L’enseignement de Jean Buridan avait pleinement convaincu Albert de Saxe ; en deux de ses ouvrages, en ses Questions sur la Physique d’Aristote et en ses Questions sur le De Cælo, Albert expose avec plus ou moins de détails la théorie de l’impetus. Or, l’adhésion qu’il a donnée à cette doctrine a grandement contribué à la propager au temps où elle devait produire la Dynamique moderne ; en effet, tandis que les Questions de Buridan sur la Physique d’Aristote ont été imprimées une seule fois, à Paris, en 1509, les divers ouvrages d’Albert de Saxe ont eu, à la fin du xve siècle et au commencement du xvie siècle, un grand nombre d’éditions, particulièrement en Italie ; aussi est-ce surtout par ces ouvrages que les Italiens de la Renaissance ont connu l’explication parisienne du mouvement des projectiles ; il leur est parfois arrivé de croire et de dire qu’Albertutius en était l’inventeur.

C’est par l’étude du mouvement des projectiles qu’Albert de Saxe termine ses Questions sur la Physique d’Aristote[1]. Selon la méthode scolastique, il expose et discute tout d’abord les opinions qu’il entend rejeter.

La première de ces opinions, c’est celle qui attribue le mouvement des projectiles à l’antiperistasis.
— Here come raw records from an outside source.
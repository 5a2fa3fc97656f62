//! Dataset loading from JSON Lines, JSON array or CSV files.

use serde_json::{Value, json};
use std::path::Path;
use tracing::info;

use crate::error::{DatasetError, SimscoreError};
use crate::types::Record;

const BOM: char = '\u{feff}';

/// Load and validate records from a `.jsonl`, `.json` or `.csv` file.
pub fn load_records(path: &Path) -> Result<Vec<Record>, SimscoreError> {
    if !path.exists() {
        return Err(DatasetError::FileNotFound {
            path: path.to_path_buf(),
        }
        .into());
    }

    let extension = path
        .extension()
        .and_then(|e| e.to_str())
        .map(|e| e.to_ascii_lowercase());
    let content = std::fs::read_to_string(path).map_err(|source| DatasetError::Io {
        path: path.to_path_buf(),
        source,
    })?;

    let records = match extension.as_deref() {
        Some("jsonl") => parse_jsonl(path, &content)?,
        Some("json") => parse_json(path, &content)?,
        Some("csv") => parse_csv(path, &content)?,
        _ => {
            return Err(DatasetError::UnsupportedFormat {
                path: path.to_path_buf(),
            }
            .into());
        }
    };

    for record in &records {
        record.validate()?;
    }

    info!(path = %path.display(), records = records.len(), "Loaded dataset");
    Ok(records)
}

/// Parse one record per non-blank line.
pub fn parse_jsonl(path: &Path, content: &str) -> Result<Vec<Record>, DatasetError> {
    let mut records = Vec::new();
    for (idx, line) in content.lines().enumerate() {
        let line = line.trim_start_matches(BOM).trim();
        if line.is_empty() {
            continue;
        }
        let record: Record = serde_json::from_str(line).map_err(|e| DatasetError::Parse {
            path: path.to_path_buf(),
            line: idx + 1,
            message: e.to_string(),
        })?;
        records.push(record);
    }
    Ok(records)
}

/// Parse a top-level JSON array of records.
pub fn parse_json(path: &Path, content: &str) -> Result<Vec<Record>, DatasetError> {
    serde_json::from_str(content.trim_start_matches(BOM)).map_err(|e| DatasetError::Parse {
        path: path.to_path_buf(),
        line: e.line(),
        message: e.to_string(),
    })
}

/// Parse a CSV file with a header row.
///
/// `id` and `candidate` columns are required; `reference` (or `references`)
/// and `tags` are optional. Reference and tag cells may hold a JSON list,
/// otherwise tags are comma-separated. A candidate cell holding a JSON
/// object is read as named variants.
pub fn parse_csv(path: &Path, content: &str) -> Result<Vec<Record>, DatasetError> {
    let parse_error = |line: usize, message: String| DatasetError::Parse {
        path: path.to_path_buf(),
        line,
        message,
    };

    let mut rdr = csv::ReaderBuilder::new()
        .has_headers(true)
        .from_reader(content.trim_start_matches(BOM).as_bytes());
    let headers = rdr
        .headers()
        .map_err(|e| parse_error(csv_line(&e), e.to_string()))?
        .clone();
    let column = |name: &str| headers.iter().position(|h| h.trim() == name);
    let id_col = column("id").ok_or_else(|| parse_error(1, "missing 'id' column".into()))?;
    let candidate_col =
        column("candidate").ok_or_else(|| parse_error(1, "missing 'candidate' column".into()))?;
    let reference_col = column("reference").or_else(|| column("references"));
    let tags_col = column("tags");

    let mut records = Vec::new();
    for result in rdr.records() {
        let row = result.map_err(|e| parse_error(csv_line(&e), e.to_string()))?;
        let line = row.position().map_or(0, |p| p.line() as usize);
        let cell = |col: Option<usize>| col.and_then(|c| row.get(c)).unwrap_or("");

        let value = json!({
            "id": cell(Some(id_col)),
            "reference": list_cell(cell(reference_col)),
            "candidate": candidate_cell(cell(Some(candidate_col))),
            "tags": tags_cell(cell(tags_col)),
        });
        let record: Record =
            serde_json::from_value(value).map_err(|e| parse_error(line, e.to_string()))?;
        records.push(record);
    }
    Ok(records)
}

fn csv_line(err: &csv::Error) -> usize {
    err.position().map_or(0, |p| p.line() as usize)
}

fn json_list(cell: &str) -> Option<Value> {
    if !cell.starts_with('[') {
        return None;
    }
    serde_json::from_str::<Value>(cell)
        .ok()
        .filter(Value::is_array)
}

fn list_cell(cell: &str) -> Value {
    let cell = cell.trim();
    if cell.is_empty() {
        return Value::Null;
    }
    json_list(cell).unwrap_or_else(|| Value::String(cell.to_string()))
}

fn tags_cell(cell: &str) -> Value {
    let cell = cell.trim();
    if let Some(list) = json_list(cell) {
        return list;
    }
    Value::Array(
        cell.split(',')
            .map(str::trim)
            .filter(|t| !t.is_empty())
            .map(|t| Value::String(t.to_string()))
            .collect(),
    )
}

fn candidate_cell(cell: &str) -> Value {
    if cell.trim_start().starts_with('{')
        && let Ok(map @ Value::Object(_)) = serde_json::from_str::<Value>(cell)
    {
        return map;
    }
    Value::String(cell.to_string())
}
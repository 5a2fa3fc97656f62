//! Percentile bootstrap confidence intervals for the mean.
//!
//! Each trial resamples `n` values with replacement and records the resample
//! mean. The sorted trial means are indexed at `floor(alpha/2 * iterations)`
//! and `floor((1 - alpha/2) * iterations)` for the lower and upper bound.
//! No bias correction is applied.
//!
//! An empty sample (or zero iterations) yields `(NaN, NaN)`; callers check for
//! NaN rather than expecting an error. Non-finite input values propagate into
//! the bounds unchanged.

use rand::rngs::StdRng;
use rand::{Rng, SeedableRng};
use serde::{Deserialize, Serialize};
use tracing::warn;

pub const DEFAULT_ITERATIONS: usize = 1000;
pub const DEFAULT_ALPHA: f64 = 0.05;

/// Bootstrap settings, optionally seeded for reproducible intervals.
#[derive(Debug, Clone, Copy, PartialEq, Serialize, Deserialize)]
pub struct Bootstrap {
    #[serde(default = "default_iterations")]
    pub iterations: usize,
    #[serde(default = "default_alpha")]
    pub alpha: f64,
    #[serde(default)]
    pub seed: Option<u64>,
}

impl Default for Bootstrap {
    fn default() -> Self {
        Self {
            iterations: DEFAULT_ITERATIONS,
            alpha: DEFAULT_ALPHA,
            seed: None,
        }
    }
}

fn default_iterations() -> usize {
    DEFAULT_ITERATIONS
}

fn default_alpha() -> f64 {
    DEFAULT_ALPHA
}

impl Bootstrap {
    pub fn seeded(seed: u64) -> Self {
        Self {
            seed: Some(seed),
            ..Self::default()
        }
    }

    /// Random source for one estimation pass: seeded when a seed is set,
    /// fresh entropy otherwise.
    pub fn rng(&self) -> StdRng {
        match self.seed {
            Some(seed) => StdRng::seed_from_u64(seed),
            None => StdRng::from_entropy(),
        }
    }

    /// Estimate a confidence interval using a new random source.
    pub fn estimate(&self, values: &[f64]) -> (f64, f64) {
        let mut rng = self.rng();
        bootstrap_ci_with_rng(values, self.iterations, self.alpha, &mut rng)
    }
}

/// Percentile bootstrap CI for the mean of `values`, using a thread-local RNG.
pub fn bootstrap_ci(values: &[f64], iterations: usize, alpha: f64) -> (f64, f64) {
    let mut rng = rand::thread_rng();
    bootstrap_ci_with_rng(values, iterations, alpha, &mut rng)
}

/// Percentile bootstrap CI for the mean of `values`, drawing from `rng`.
pub fn bootstrap_ci_with_rng<R: Rng + ?Sized>(
    values: &[f64],
    iterations: usize,
    alpha: f64,
    rng: &mut R,
) -> (f64, f64) {
    if values.is_empty() || iterations == 0 {
        warn!(
            samples = values.len(),
            iterations, "Empty bootstrap sample; interval is NaN"
        );
        return (f64::NAN, f64::NAN);
    }

    let n = values.len();
    let mut means = Vec::with_capacity(iterations);
    for _ in 0..iterations {
        let mut sum = 0.0;
        for _ in 0..n {
            sum += values[rng.gen_range(0..n)];
        }
        means.push(sum / n as f64);
    }

    means.sort_by(f64::total_cmp);

    let last = iterations - 1;
    let lo_rank = percentile_rank(alpha / 2.0, iterations).min(last);
    let hi_rank = percentile_rank(1.0 - alpha / 2.0, iterations).min(last);
    (means[lo_rank], means[hi_rank])
}

fn percentile_rank(q: f64, iterations: usize) -> usize {
    let rank = (q * iterations as f64).floor();
    if rank.is_finite() && rank > 0.0 {
        rank as usize
    } else {
        0
    }
}
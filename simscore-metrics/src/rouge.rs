//! ROUGE-L: longest-common-subsequence F-measure, averaged over references.

use simscore_core::{Metric, MetricError};

use crate::tokenize::normalized_words;

#[derive(Debug, Clone, Copy, Default)]
pub struct RougeL;

impl Metric for RougeL {
    fn score(&self, candidate: &str, references: &[String]) -> Result<f64, MetricError> {
        if references.is_empty() {
            return Ok(0.0);
        }
        let cand = normalized_words(candidate);
        let total: f64 = references
            .iter()
            .map(|r| lcs_f_measure(&cand, &normalized_words(r)))
            .sum();
        Ok(total / references.len() as f64)
    }
}

/// Length of the longest common subsequence of two token lists.
pub fn lcs_len(a: &[String], b: &[String]) -> usize {
    if a.is_empty() || b.is_empty() {
        return 0;
    }
    // Two-row DP over the shorter sequence.
    let (long, short) = if a.len() >= b.len() { (a, b) } else { (b, a) };
    let mut prev = vec![0usize; short.len() + 1];
    let mut curr = vec![0usize; short.len() + 1];
    for x in long {
        for (j, y) in short.iter().enumerate() {
            curr[j + 1] = if x == y {
                prev[j] + 1
            } else {
                curr[j].max(prev[j + 1])
            };
        }
        std::mem::swap(&mut prev, &mut curr);
    }
    prev[short.len()]
}

pub fn lcs_f_measure(candidate: &[String], reference: &[String]) -> f64 {
    let lcs = lcs_len(candidate, reference);
    if lcs == 0 {
        return 0.0;
    }
    let precision = lcs as f64 / candidate.len() as f64;
    let recall = lcs as f64 / reference.len() as f64;
    2.0 * precision * recall / (precision + recall)
}

#[cfg(test)]
mod tests {
    use super::*;

    fn toks(s: &str) -> Vec<String> {
        normalized_words(s)
    }

    #[test]
    fn test_lcs_len() {
        assert_eq!(lcs_len(&toks("a b c d e"), &toks("a c e")), 3);
        assert_eq!(lcs_len(&toks("a b"), &toks("c d")), 0);
        assert_eq!(lcs_len(&toks(""), &toks("a")), 0);
        assert_eq!(lcs_len(&toks("x a y b"), &toks("a b")), 2);
    }

    #[test]
    fn test_f_measure() {
        // lcs = 3, p = 3/5, r = 3/3
        let f = lcs_f_measure(&toks("a b c d e"), &toks("a c e"));
        let expected = 2.0 * 0.6 * 1.0 / 1.6;
        assert!((f - expected).abs() < 1e-12);
    }

    #[test]
    fn test_mean_over_references() {
        let refs = vec!["the cat sat".to_string(), "nothing alike".to_string()];
        let score = RougeL.score("The cat sat.", &refs).unwrap();
        assert!((score - 0.5).abs() < 1e-12);
    }
}
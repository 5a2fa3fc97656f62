//! CLI subcommand handlers.

use anyhow::Context;
use simscore_core::config::{SimscoreConfig, config_exists, load_config, workspace_config_path};
use simscore_core::{
    MetricRegistry, RunRecorder, ScoringEngine, SqliteRunStore, WeightSet, compare_runs,
    load_records, summarize_by_tag, summarize_run,
};
use std::path::{Path, PathBuf};
use tracing::info;

use crate::output;
use crate::{Commands, ConfigAction, EvaluateArgs, RunsAction};

/// Handle a CLI subcommand.
pub fn handle_command(command: Commands, workspace: &Path) -> anyhow::Result<()> {
    match command {
        Commands::Evaluate(args) => handle_evaluate(args, workspace),
        Commands::Runs { action } => handle_runs(action, workspace),
        Commands::Metrics => handle_metrics(),
        Commands::Config { action } => handle_config(action, workspace),
    }
}

fn builtin_registry() -> MetricRegistry {
    let mut registry = MetricRegistry::new();
    simscore_metrics::register_builtin_metrics(&mut registry);
    registry
}

fn load_workspace_config(workspace: &Path) -> anyhow::Result<SimscoreConfig> {
    load_config(Some(workspace), None).map_err(|e| anyhow::anyhow!("Failed to load config: {}", e))
}

/// Apply command-line flags on top of the layered configuration.
fn apply_overrides(config: &mut SimscoreConfig, args: &EvaluateArgs) -> anyhow::Result<()> {
    if !args.weights.is_empty() {
        config.weights = WeightSet::parse_pairs(&args.weights)?;
    }
    if let Some(iterations) = args.iterations {
        config.bootstrap.iterations = iterations;
    }
    if let Some(alpha) = args.alpha {
        config.bootstrap.alpha = alpha;
    }
    if args.seed.is_some() {
        config.bootstrap.seed = args.seed;
    }
    if args.sequential {
        config.scoring.parallel = false;
    }
    if let Some(metric) = &args.metric {
        config.scoring.summary_metric = metric.clone();
    }
    if let Some(top) = args.top {
        config.scoring.top = top;
    }
    if args.database.is_some() {
        config.store.database = args.database.clone();
    }
    config.validate()?;
    Ok(())
}

fn handle_evaluate(args: EvaluateArgs, workspace: &Path) -> anyhow::Result<()> {
    let mut config = load_workspace_config(workspace)?;
    apply_overrides(&mut config, &args)?;

    let records = load_records(&args.data)?;
    let registry = builtin_registry();
    let rows = ScoringEngine::new(&registry)
        .parallel(config.scoring.parallel)
        .evaluate(&records, &config.weights)?;

    println!("Top results (weights: {})", config.weights);
    print!("{}", output::rows_table(&rows, config.scoring.top));

    match summarize_by_tag(&rows, &config.scoring.summary_metric, &config.bootstrap)? {
        Some(summaries) => {
            println!(
                "\nPer-tag summary of '{}' (mean with {:.0}% bootstrap CI):",
                config.scoring.summary_metric,
                (1.0 - config.bootstrap.alpha) * 100.0
            );
            print!("{}", output::tag_summary_table(&summaries));
        }
        None => info!("No tags in dataset; per-tag summary skipped"),
    }

    if let Some(out) = &args.out {
        output::write_csv_file(&rows, out)
            .with_context(|| format!("Failed to write {}", out.display()))?;
        println!("\nSaved {} rows to {}", rows.len(), out.display());
    }

    if let Some(database) = &config.store.database {
        let mut store = SqliteRunStore::open(database)?;
        let run_config = serde_json::json!({
            "data": args.data.display().to_string(),
            "weights": &config.weights,
            "bootstrap": &config.bootstrap,
            "summary_metric": &config.scoring.summary_metric,
        });
        let run = store.create_run(&run_config, args.notes.as_deref())?;
        let written = store.log_rows(&run.run_id, &rows)?;
        info!(run_id = %run.run_id, values = written, "Run recorded");
        println!("\nLogged run {} to {}", run.run_id, database.display());
    }

    Ok(())
}

fn resolve_database(database: Option<PathBuf>, workspace: &Path) -> anyhow::Result<PathBuf> {
    if let Some(path) = database {
        return Ok(path);
    }
    load_workspace_config(workspace)?
        .store
        .database
        .ok_or_else(|| anyhow::anyhow!("No database given. Pass --database or set store.database"))
}

fn handle_runs(action: RunsAction, workspace: &Path) -> anyhow::Result<()> {
    match action {
        RunsAction::List { database } => {
            let store = SqliteRunStore::open(&resolve_database(database, workspace)?)?;
            let runs = store.list_runs()?;
            if runs.is_empty() {
                println!("No runs recorded.");
            } else {
                print!("{}", output::runs_table(&runs));
            }
            Ok(())
        }
        RunsAction::Show { run_id, database } => {
            let store = SqliteRunStore::open(&resolve_database(database, workspace)?)?;
            let run = store
                .get_run(&run_id)?
                .ok_or_else(|| anyhow::anyhow!("Run '{}' not found", run_id))?;
            println!("run_id:       {}", run.run_id);
            println!("created_at:   {}", run.created_at.to_rfc3339());
            println!(
                "git_revision: {}",
                run.git_revision.as_deref().unwrap_or("-")
            );
            println!("notes:        {}", run.notes.as_deref().unwrap_or(""));
            println!("config:       {}", run.config_json);
            println!();
            print!("{}", output::run_summary_table(&summarize_run(&store, &run_id)?));
            Ok(())
        }
        RunsAction::Compare {
            baseline,
            candidate,
            database,
        } => {
            let store = SqliteRunStore::open(&resolve_database(database, workspace)?)?;
            let comparison = compare_runs(&store, &baseline, &candidate)?;
            println!("Comparing {} (baseline) -> {}", baseline, candidate);
            print!("{}", output::comparison_table(&comparison));
            Ok(())
        }
    }
}

fn handle_metrics() -> anyhow::Result<()> {
    let registry = builtin_registry();
    println!("Registered metrics ({}):", registry.len());
    for name in registry.names() {
        println!("  {}", name);
    }
    Ok(())
}

fn handle_config(action: ConfigAction, workspace: &Path) -> anyhow::Result<()> {
    match action {
        ConfigAction::Init => {
            let config_path = workspace_config_path(workspace);
            if config_path.exists() {
                println!(
                    "Configuration file already exists at: {}",
                    config_path.display()
                );
                return Ok(());
            }
            if let Some(dir) = config_path.parent() {
                std::fs::create_dir_all(dir)?;
            }

            let toml_str = toml::to_string_pretty(&SimscoreConfig::default())?;
            std::fs::write(&config_path, &toml_str)?;
            println!(
                "Created default configuration at: {}",
                config_path.display()
            );
            Ok(())
        }
        ConfigAction::Show => {
            if let Some(note) = missing_config_note(workspace) {
                eprintln!("{note}");
            }
            let config = load_workspace_config(workspace)?;
            let toml_str = toml::to_string_pretty(&config)?;
            println!("{}", toml_str);
            Ok(())
        }
    }
}

/// Hint printed by `config show` when only built-in defaults apply.
fn missing_config_note(workspace: &Path) -> Option<String> {
    if config_exists(Some(workspace)) {
        return None;
    }
    Some(format!(
        "No configuration file found; showing defaults. Run `simscore config init` to create {}",
        workspace_config_path(workspace).display()
    ))
}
Albert lui oppose des arguments qui avaient déjà cours auprès des péripatéticiens ; puis il en introduit de nouveaux. « Cette opinion, dit-il, n’a pas lieu d’être admise au sujet du mouvement de la meule du forgeron ou bien encore du mouvement, du toton (trochus). Nous voyons, en effet, que le toton, longtemps après avoir quitté la main de celui qui l’a lancé, continue à tourner, bien qu’aucun air ne le suive en son mouvement ; il se meut, en effet, sans cesse et point pour point, dans le même espace.

» Voici une autre expérience semblable : Un homme assis sur une charrette de foin ne sent aucunement que l’air se meuve à sa suite ; bien au contraire, il sent que l’air lui résiste ; et cependant, si les bêtes attelées à cette charrette cessent de

  1. Acutissimæ quæstiones super libros de physica auscultatione ab Alberto de Saxonia editæ. Lib. VIII, quæst. XIII : A quo moveatur projectum sursum post separationem illius a quo projicitur.